Hace poco más de un mes, la bancada de Acción Popular en el Congreso, por iniciativa de María del Carmen Alva, presentó un paquete de reformas laborales; son seis proyectos de ley que buscan realizar modificaciones en la regulación laboral para flexibilizar las reglas laborales. Los proyectos de ley apuntan a reducir los costos laborales para el empleador; facilitar el despido; promover la contratación en modalidad de jornada parcial, que cuenta con menores beneficios; permitir que los pensionistas de la PNP y FF. AA. puedan ser contratados por el Estado, recibiendo así doble remuneración; generar una deducción tributaria excesiva y no focalizada para empresas que contraten jóvenes y adultos mayores; y promover la contratación a plazo fijo (temporal).

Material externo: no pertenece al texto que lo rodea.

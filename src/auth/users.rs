/**
 * User Model and Database Operations
 */

use chrono::{DateTime, Utc};
use serde::Serialize;
use sqlx::PgPool;

/// User row as persisted
///
/// Never serialized to clients directly; see [`PublicUser`].
#[derive(Debug, Clone, sqlx::FromRow)]
pub struct User {
    pub user_id: i64,
    pub name: Option<String>,
    pub email: String,
    pub password_hash: String,
    pub notifications_enabled: bool,
    pub default_currency: String,
    pub created_at: DateTime<Utc>,
    pub updated_at: DateTime<Utc>,
}

/// Public projection of a user (no password hash)
#[derive(Debug, Clone, Serialize)]
pub struct PublicUser {
    pub id: i64,
    pub name: Option<String>,
    pub email: String,
}

impl From<&User> for PublicUser {
    fn from(user: &User) -> Self {
        Self {
            id: user.user_id,
            name: user.name.clone(),
            email: user.email.clone(),
        }
    }
}

/// Insert a new user row
pub async fn create_user(
    pool: &PgPool,
    name: Option<&str>,
    email: &str,
    password_hash: &str,
) -> Result<User, sqlx::Error> {
    sqlx::query_as::<_, User>(
        r#"
        INSERT INTO users (name, email, password_hash)
        VALUES ($1, $2, $3)
        RETURNING user_id, name, email, password_hash, notifications_enabled,
                  default_currency, created_at, updated_at
        "#,
    )
    .bind(name)
    .bind(email)
    .bind(password_hash)
    .fetch_one(pool)
    .await
}

/// Get user by email
pub async fn get_user_by_email(pool: &PgPool, email: &str) -> Result<Option<User>, sqlx::Error> {
    sqlx::query_as::<_, User>(
        r#"
        SELECT user_id, name, email, password_hash, notifications_enabled,
               default_currency, created_at, updated_at
        FROM users
        WHERE email = $1
        "#,
    )
    .bind(email)
    .fetch_optional(pool)
    .await
}
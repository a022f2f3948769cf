/**
 * Authentication Middleware
 *
 * Protects routes that require a caller identity. The middleware:
 *
 * 1. Extracts the token from the `Authorization: Bearer <token>` header
 * 2. Verifies signature and expiry against the configured signing key
 * 3. Parses the identity claim into a user id
 * 4. Attaches the identity to request extensions for handlers
 *
 * Failure mapping, per the API contract:
 * - Missing or malformed header -> 401
 * - Expired token               -> 401 (distinguished message, so clients
 *                                  can prompt re-login)
 * - Any other invalid token     -> 403
 *
 * Handlers never trust a client-supplied user id; the caller id always
 * comes from the verified token.
 */

use axum::{
    extract::{Request, State},
    http::header::AUTHORIZATION,
    middleware::Next,
    response::Response,
};

use crate::auth::tokens::TokenKeys;
use crate::error::ApiError;

/// Caller identity decoded from a verified token
#[derive(Clone, Debug)]
pub struct AuthenticatedUser {
    pub user_id: i64,
    pub email: String,
}

/// Verify the bearer token and attach the caller identity
pub async fn require_auth(
    State(keys): State<TokenKeys>,
    mut request: Request,
    next: Next,
) -> Result<Response, ApiError> {
    let auth_header = request
        .headers()
        .get(AUTHORIZATION)
        .and_then(|h| h.to_str().ok())
        .ok_or_else(|| {
            tracing::warn!("Missing Authorization header");
            ApiError::MissingToken
        })?;

    let token = auth_header.strip_prefix("Bearer ").ok_or_else(|| {
        tracing::warn!("Authorization header is not a bearer token");
        ApiError::MissingToken
    })?;

    let claims = keys.verify(token).map_err(|e| {
        tracing::warn!("Token rejected: {}", e);
        e
    })?;

    let user_id = claims.user_id()?;

    request.extensions_mut().insert(AuthenticatedUser {
        user_id,
        email: claims.email,
    });

    Ok(next.run(request).await)
}

/// Axum extractor for the authenticated caller
///
/// Used as a handler parameter on protected routes to read the identity
/// set by [`require_auth`].
#[derive(Clone, Debug)]
pub struct AuthUser(pub AuthenticatedUser);

impl<S> axum::extract::FromRequestParts<S> for AuthUser
where
    S: Send + Sync,
{
    type Rejection = ApiError;

    async fn from_request_parts(
        parts: &mut axum::http::request::Parts,
        _state: &S,
    ) -> Result<Self, Self::Rejection> {
        let user = parts
            .extensions
            .get::<AuthenticatedUser>()
            .cloned()
            .ok_or_else(|| {
                tracing::warn!("AuthenticatedUser not found in request extensions");
                ApiError::MissingToken
            })?;

        Ok(AuthUser(user))
    }
}
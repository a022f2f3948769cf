//! Budgets Module
//!
//! Budgets allocate an amount to a category over an inclusive calendar
//! period. The spent (or achieved, for income budgets) amount is never
//! stored: it is re-derived on every read by summing the owner's
//! transactions of the budget's type and category whose date falls within
//! the period. Budgets therefore always reflect current transaction state
//! with no invalidation logic.

pub mod db;
pub mod handlers;

pub use db::BudgetEntry;
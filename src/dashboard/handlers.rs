/**
 * Dashboard HTTP Handler
 *
 * - `GET /api/dashboard/summary` - balance, recent transactions, and a
 *   budget overview in one response. Keys are camelCase to match the
 *   client contract.
 */

use axum::extract::State;
use axum::Json;
use rust_decimal::Decimal;
use serde::Serialize;
use sqlx::PgPool;

use crate::dashboard::db::{self, BudgetStatus, RecentTransaction};
use crate::error::ApiError;
use crate::middleware::auth::AuthUser;

/// The dashboard summary response
#[derive(Debug, Serialize)]
#[serde(rename_all = "camelCase")]
pub struct DashboardSummary {
    #[serde(with = "rust_decimal::serde::str")]
    pub balance: Decimal,
    pub recent_transactions: Vec<RecentTransaction>,
    pub budget_overview: Vec<BudgetStatus>,
}

/// Assemble the dashboard summary for the caller
pub async fn dashboard_summary(
    State(pool): State<PgPool>,
    AuthUser(caller): AuthUser,
) -> Result<Json<DashboardSummary>, ApiError> {
    let balance = db::balance(&pool, caller.user_id).await?;
    let recent_transactions = db::recent_transactions(&pool, caller.user_id).await?;
    let budget_overview = db::budget_overview(&pool, caller.user_id).await?;

    Ok(Json(DashboardSummary {
        balance,
        recent_transactions,
        budget_overview,
    }))
}
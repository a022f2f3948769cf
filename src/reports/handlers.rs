/**
 * Report HTTP Handler
 *
 * - `GET /api/reports/summary` - all-time income and expense totals plus
 *   per-category breakdowns ordered by total descending.
 */

use axum::extract::State;
use axum::Json;
use rust_decimal::Decimal;
use serde::Serialize;
use sqlx::PgPool;

use crate::domain::TransactionType;
use crate::error::ApiError;
use crate::middleware::auth::AuthUser;
use crate::reports::db::{self, CategoryTotal};

/// The report summary response
#[derive(Debug, Serialize)]
pub struct ReportSummary {
    #[serde(with = "rust_decimal::serde::str")]
    pub total_income: Decimal,
    #[serde(with = "rust_decimal::serde::str")]
    pub total_expenses: Decimal,
    pub expenses_by_category: Vec<CategoryTotal>,
    pub income_by_source: Vec<CategoryTotal>,
}

/// Assemble the all-time report summary for the caller
pub async fn report_summary(
    State(pool): State<PgPool>,
    AuthUser(caller): AuthUser,
) -> Result<Json<ReportSummary>, ApiError> {
    let total_income = db::total_by_type(&pool, caller.user_id, TransactionType::Income).await?;
    let total_expenses =
        db::total_by_type(&pool, caller.user_id, TransactionType::Expense).await?;
    let expenses_by_category =
        db::totals_by_category(&pool, caller.user_id, TransactionType::Expense).await?;
    let income_by_source =
        db::totals_by_category(&pool, caller.user_id, TransactionType::Income).await?;

    Ok(Json(ReportSummary {
        total_income,
        total_expenses,
        expenses_by_category,
        income_by_source,
    }))
}
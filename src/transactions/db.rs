//! Database operations for transactions

use chrono::{DateTime, NaiveDate, Utc};
use rust_decimal::Decimal;
use serde::Serialize;
use sqlx::postgres::PgRow;
use sqlx::{PgPool, Row};

use crate::domain::TransactionType;

/// A transaction as returned to the client
///
/// `category_name` is joined from the categories table for display.
/// Amounts serialize as decimal strings.
#[derive(Debug, Clone, Serialize)]
pub struct Transaction {
    pub transaction_id: i64,
    pub user_id: i64,
    pub category_id: i64,
    #[serde(with = "rust_decimal::serde::str")]
    pub amount: Decimal,
    #[serde(rename = "type")]
    pub kind: TransactionType,
    pub transaction_date: NaiveDate,
    pub notes: Option<String>,
    pub attachment_url: Option<String>,
    pub category_name: Option<String>,
    pub created_at: DateTime<Utc>,
    pub updated_at: DateTime<Utc>,
}

/// Fields for creating or replacing a transaction
#[derive(Debug, Clone)]
pub struct NewTransaction {
    pub category_id: i64,
    pub amount: Decimal,
    pub kind: TransactionType,
    pub transaction_date: NaiveDate,
    pub notes: Option<String>,
    pub attachment_url: Option<String>,
}

fn row_to_transaction(row: &PgRow) -> Result<Transaction, sqlx::Error> {
    let kind: String = row.try_get("type")?;
    let kind = kind.parse::<TransactionType>().map_err(|_| {
        sqlx::Error::Decode(format!("unrecognized transaction type: {}", kind).into())
    })?;

    Ok(Transaction {
        transaction_id: row.try_get("transaction_id")?,
        user_id: row.try_get("user_id")?,
        category_id: row.try_get("category_id")?,
        amount: row.try_get("amount")?,
        kind,
        transaction_date: row.try_get("transaction_date")?,
        notes: row.try_get("notes")?,
        attachment_url: row.try_get("attachment_url")?,
        category_name: row.try_get("category_name").unwrap_or(None),
        created_at: row.try_get("created_at")?,
        updated_at: row.try_get("updated_at")?,
    })
}

/// All transactions for a user, newest first
pub async fn list_transactions(
    pool: &PgPool,
    user_id: i64,
) -> Result<Vec<Transaction>, sqlx::Error> {
    let rows = sqlx::query(
        r#"
        SELECT t.transaction_id, t.user_id, t.category_id, t.amount, t.type,
               t.transaction_date, t.notes, t.attachment_url, t.created_at,
               t.updated_at, c.name AS category_name
        FROM transactions t
        LEFT JOIN categories c ON c.category_id = t.category_id
        WHERE t.user_id = $1
        ORDER BY t.transaction_date DESC, t.created_at DESC
        "#,
    )
    .bind(user_id)
    .fetch_all(pool)
    .await?;

    rows.iter().map(row_to_transaction).collect()
}

/// Insert a transaction for a user
pub async fn insert_transaction(
    pool: &PgPool,
    user_id: i64,
    new: &NewTransaction,
) -> Result<Transaction, sqlx::Error> {
    let row = sqlx::query(
        r#"
        INSERT INTO transactions
            (user_id, category_id, amount, type, transaction_date, notes, attachment_url)
        VALUES ($1, $2, $3, $4, $5, $6, $7)
        RETURNING transaction_id, user_id, category_id, amount, type,
                  transaction_date, notes, attachment_url, created_at, updated_at
        "#,
    )
    .bind(user_id)
    .bind(new.category_id)
    .bind(new.amount)
    .bind(new.kind.as_str())
    .bind(new.transaction_date)
    .bind(&new.notes)
    .bind(&new.attachment_url)
    .fetch_one(pool)
    .await?;

    row_to_transaction(&row)
}

/// Replace a transaction's mutable fields, scoped to the owner
///
/// Returns `None` when the row does not exist or belongs to another user.
pub async fn update_transaction(
    pool: &PgPool,
    user_id: i64,
    transaction_id: i64,
    new: &NewTransaction,
) -> Result<Option<Transaction>, sqlx::Error> {
    let row = sqlx::query(
        r#"
        UPDATE transactions
        SET category_id = $1, amount = $2, type = $3, transaction_date = $4,
            notes = $5, attachment_url = $6, updated_at = NOW()
        WHERE transaction_id = $7 AND user_id = $8
        RETURNING transaction_id, user_id, category_id, amount, type,
                  transaction_date, notes, attachment_url, created_at, updated_at
        "#,
    )
    .bind(new.category_id)
    .bind(new.amount)
    .bind(new.kind.as_str())
    .bind(new.transaction_date)
    .bind(&new.notes)
    .bind(&new.attachment_url)
    .bind(transaction_id)
    .bind(user_id)
    .fetch_optional(pool)
    .await?;

    row.as_ref().map(row_to_transaction).transpose()
}

/// Delete a transaction, scoped to the owner
///
/// Returns whether a row was removed.
pub async fn delete_transaction(
    pool: &PgPool,
    user_id: i64,
    transaction_id: i64,
) -> Result<bool, sqlx::Error> {
    let result = sqlx::query(
        r#"
        DELETE FROM transactions
        WHERE transaction_id = $1 AND user_id = $2
        "#,
    )
    .bind(transaction_id)
    .bind(user_id)
    .execute(pool)
    .await?;

    Ok(result.rows_affected() > 0)
}
/**
 * Transaction HTTP Handlers
 *
 * - `GET    /api/transactions`      - list the caller's transactions
 * - `POST   /api/transactions`      - record a transaction
 * - `PUT    /api/transactions/{id}` - replace a transaction
 * - `DELETE /api/transactions/{id}` - delete a transaction
 *
 * Mutations are scoped to the caller; a missing row and a foreign row both
 * yield 404. Amounts arrive as decimal strings and are validated before
 * any write.
 */

use axum::extract::{Path, State};
use axum::http::StatusCode;
use axum::Json;
use serde::Deserialize;
use sqlx::PgPool;

use crate::categories;
use crate::domain::{parse_amount, TransactionType};
use crate::error::types::SQLSTATE_FOREIGN_KEY_VIOLATION;
use crate::error::ApiError;
use crate::middleware::auth::AuthUser;
use crate::middleware::json::ApiJson;
use crate::transactions::db::{self, NewTransaction, Transaction};

/// Request body for creating or replacing a transaction
///
/// Required fields are optional here and checked in [`Self::validate`] so
/// a missing field produces a 400 with a readable message.
#[derive(Debug, Deserialize)]
pub struct TransactionPayload {
    pub category_id: Option<i64>,
    pub amount: Option<String>,
    #[serde(rename = "type")]
    pub kind: Option<String>,
    pub transaction_date: Option<String>,
    pub notes: Option<String>,
    pub attachment_url: Option<String>,
}

impl TransactionPayload {
    /// Validate required fields and parse the typed values
    pub fn validate(self) -> Result<NewTransaction, ApiError> {
        let missing = || {
            ApiError::validation(
                "Missing required transaction fields: category_id, amount, type, transaction_date.",
            )
        };

        let category_id = self.category_id.ok_or_else(missing)?;
        let amount = parse_amount(&self.amount.ok_or_else(missing)?)?;
        let kind = self.kind.ok_or_else(missing)?.parse::<TransactionType>()?;
        let raw_date = self.transaction_date.ok_or_else(missing)?;
        let transaction_date = chrono::NaiveDate::parse_from_str(&raw_date, "%Y-%m-%d")
            .map_err(|_| {
                ApiError::validation(format!(
                    "Invalid transaction_date '{}': expected YYYY-MM-DD.",
                    raw_date
                ))
            })?;

        Ok(NewTransaction {
            category_id,
            amount,
            kind,
            transaction_date,
            notes: self.notes,
            attachment_url: self.attachment_url,
        })
    }
}

/// List the caller's transactions
pub async fn list_transactions(
    State(pool): State<PgPool>,
    AuthUser(caller): AuthUser,
) -> Result<Json<Vec<Transaction>>, ApiError> {
    let transactions = db::list_transactions(&pool, caller.user_id).await?;
    Ok(Json(transactions))
}

/// Record a new transaction
pub async fn create_transaction(
    State(pool): State<PgPool>,
    AuthUser(caller): AuthUser,
    ApiJson(payload): ApiJson<TransactionPayload>,
) -> Result<(StatusCode, Json<Transaction>), ApiError> {
    let new = payload.validate()?;

    let mut transaction = db::insert_transaction(&pool, caller.user_id, &new)
        .await
        .map_err(map_write_error)?;
    transaction.category_name = categories::db::category_name(&pool, new.category_id).await?;

    tracing::info!(
        "Transaction {} created for user {}",
        transaction.transaction_id,
        caller.user_id
    );

    Ok((StatusCode::CREATED, Json(transaction)))
}

/// Replace an existing transaction
pub async fn update_transaction(
    State(pool): State<PgPool>,
    AuthUser(caller): AuthUser,
    Path(transaction_id): Path<i64>,
    ApiJson(payload): ApiJson<TransactionPayload>,
) -> Result<Json<Transaction>, ApiError> {
    let new = payload.validate()?;

    let mut transaction = db::update_transaction(&pool, caller.user_id, transaction_id, &new)
        .await
        .map_err(map_write_error)?
        .ok_or_else(|| ApiError::not_found("Transaction not found."))?;
    transaction.category_name = categories::db::category_name(&pool, new.category_id).await?;

    Ok(Json(transaction))
}

/// Delete a transaction
pub async fn delete_transaction(
    State(pool): State<PgPool>,
    AuthUser(caller): AuthUser,
    Path(transaction_id): Path<i64>,
) -> Result<Json<serde_json::Value>, ApiError> {
    let deleted = db::delete_transaction(&pool, caller.user_id, transaction_id).await?;
    if !deleted {
        return Err(ApiError::not_found("Transaction not found."));
    }

    tracing::info!(
        "Transaction {} deleted for user {}",
        transaction_id,
        caller.user_id
    );

    Ok(Json(serde_json::json!({
        "message": "Transaction deleted successfully."
    })))
}

/// Map constraint violations on writes to client errors
fn map_write_error(err: sqlx::Error) -> ApiError {
    if ApiError::sqlstate(&err).as_deref() == Some(SQLSTATE_FOREIGN_KEY_VIOLATION) {
        ApiError::validation("Invalid category reference.")
    } else {
        err.into()
    }
}
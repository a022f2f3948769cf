/**
 * Registration Handler
 *
 * POST /api/auth/register
 *
 * 1. Validate the body (email and non-empty password required)
 * 2. Pre-check the email for uniqueness
 * 3. Hash the password with bcrypt at a fixed cost
 * 4. Insert the user row
 * 5. Return the public user projection (201)
 *
 * A duplicate email yields 409, whether caught by the pre-check or by the
 * unique constraint on insert. The password hash never leaves the server.
 */

use axum::{extract::State, http::StatusCode, Json};
use sqlx::PgPool;

use crate::auth::handlers::types::{RegisterRequest, RegisterResponse};
use crate::auth::users::{create_user, get_user_by_email, PublicUser};
use crate::error::types::SQLSTATE_UNIQUE_VIOLATION;
use crate::error::ApiError;
use crate::middleware::json::ApiJson;

/// Bcrypt cost factor, matching the observed 10-round configuration
pub const HASH_COST: u32 = 10;

/// Register a new user
pub async fn register(
    State(pool): State<PgPool>,
    ApiJson(request): ApiJson<RegisterRequest>,
) -> Result<(StatusCode, Json<RegisterResponse>), ApiError> {
    let (name, email, password) = request.validate()?;

    tracing::info!("Registration request for email: {}", email);

    if get_user_by_email(&pool, &email).await?.is_some() {
        tracing::warn!("Registration rejected, email already exists: {}", email);
        return Err(ApiError::conflict("User with this email already exists."));
    }

    let password_hash = bcrypt::hash(&password, HASH_COST).map_err(|e| {
        tracing::error!("Failed to hash password: {:?}", e);
        ApiError::internal("Registration failed. Please try again.")
    })?;

    let user = create_user(&pool, name.as_deref(), &email, &password_hash)
        .await
        .map_err(|e| {
            // The pre-check races with concurrent registrations; the unique
            // constraint is the authority.
            if ApiError::sqlstate(&e).as_deref() == Some(SQLSTATE_UNIQUE_VIOLATION) {
                ApiError::conflict("User with this email already exists.")
            } else {
                tracing::error!("Failed to create user: {:?}", e);
                ApiError::internal("Registration failed. Please try again.")
            }
        })?;

    tracing::info!("User registered: {} (id {})", user.email, user.user_id);

    Ok((
        StatusCode::CREATED,
        Json(RegisterResponse {
            message: "User registered successfully".to_string(),
            user: PublicUser::from(&user),
        }),
    ))
}
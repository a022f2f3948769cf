//! Database operations for user settings

use serde::Serialize;
use sqlx::PgPool;

/// The settings projection of a user row
#[derive(Debug, Clone, Serialize, sqlx::FromRow)]
pub struct UserSettings {
    pub name: Option<String>,
    pub email: String,
    pub notifications_enabled: bool,
    pub default_currency: String,
}

/// Partial settings update
///
/// Each recognized optional field maps to a fixed column. Email is not
/// updatable through settings.
#[derive(Debug, Clone, Default)]
pub struct SettingsUpdate {
    pub name: Option<String>,
    pub notifications_enabled: Option<bool>,
    pub default_currency: Option<String>,
}

impl SettingsUpdate {
    /// True when no field is present
    pub fn is_empty(&self) -> bool {
        self.name.is_none()
            && self.notifications_enabled.is_none()
            && self.default_currency.is_none()
    }
}

/// Fetch a user's settings
pub async fn get_settings(
    pool: &PgPool,
    user_id: i64,
) -> Result<Option<UserSettings>, sqlx::Error> {
    sqlx::query_as::<_, UserSettings>(
        r#"
        SELECT name, email, notifications_enabled, default_currency
        FROM users
        WHERE user_id = $1
        "#,
    )
    .bind(user_id)
    .fetch_optional(pool)
    .await
}

/// Apply a partial settings update, returning the new projection
pub async fn update_settings(
    pool: &PgPool,
    user_id: i64,
    update: &SettingsUpdate,
) -> Result<Option<UserSettings>, sqlx::Error> {
    sqlx::query_as::<_, UserSettings>(
        r#"
        UPDATE users
        SET name = COALESCE($1, name),
            notifications_enabled = COALESCE($2, notifications_enabled),
            default_currency = COALESCE($3, default_currency),
            updated_at = NOW()
        WHERE user_id = $4
        RETURNING name, email, notifications_enabled, default_currency
        "#,
    )
    .bind(&update.name)
    .bind(update.notifications_enabled)
    .bind(&update.default_currency)
    .bind(user_id)
    .fetch_optional(pool)
    .await
}
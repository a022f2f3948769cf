//! Authentication HTTP Handlers
//!
//! - **`register`** - POST /api/auth/register
//! - **`login`** - POST /api/auth/login
//! - **`types`** - Request and response bodies shared by both

pub mod login;
pub mod register;
pub mod types;

pub use login::login;
pub use register::register;
/**
 * Category HTTP Handlers
 *
 * - `GET /api/categories` - global categories plus the caller's own
 */

use axum::extract::State;
use axum::Json;
use sqlx::PgPool;

use crate::categories::db::{self, Category};
use crate::error::ApiError;
use crate::middleware::auth::AuthUser;

/// List the categories visible to the caller
pub async fn list_categories(
    State(pool): State<PgPool>,
    AuthUser(caller): AuthUser,
) -> Result<Json<Vec<Category>>, ApiError> {
    let categories = db::list_visible_categories(&pool, caller.user_id).await?;
    Ok(Json(categories))
}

Algo que demuestran estas iniciativas divergentes para atender la problemática económico-laboral es que no necesariamente la crisis pandémica genera un solo tipo de respuesta para su solución, y que el modelo de desarrollo por el que se apostó en las últimas décadas sigue teniendo distintas implicancias para distintos grupos y su consecuente defensa o rechazo por parte de estos.

El funcionamiento del modelo económico nunca ha estado en piloto automático —como algunos aún pregonan—, sino que ha sido implementado desde las instituciones —ya sea por acción u omisión— y guiado por determinado tipo de políticas y leyes. Así que la gran tarea pendiente e impostergable es el fortalecimiento institucional desde una pluralidad de actores que realice un diagnóstico general de la situación actual, profundizando en las causas que nos han conducido a esta realidad y en soluciones que no sigan una aparente receta mágica, sino que identifiquen y caractericen a los diferentes grupos, sus necesidades y posibilidades, y que generen avances en derechos, así como también en la productividad y el crecimiento.

Todo lo referido amerita que, por un lado, nuestras élites se decidan a resolver la riña permanente que limita la toma decisiones. El confrontado escenario de otorgamiento del voto de confianza al gabinete Vásquez que acabamos de presenciar mantiene la evidencia de los conflictos no resueltos y del desinterés por establecer acuerdos mínimos entre los distintos poderes del Estado y de los diferentes grupos que los representan. Tanto el Ejecutivo como el Legislativo necesitan, por su propia sobrevivencia, trazar metas comunes y reducir la alta desaprobación que ambos mantienen (según las encuestas del IEP, el Congreso de 61% en septiembre y el Ejecutivo de 48% en octubre). Asimismo, el otro gran desafío está en la población y la posibilidad de organizarse para hacer sus demandas efectivas y así transitar hacia una actuación más dinámica, permanente y reconocida.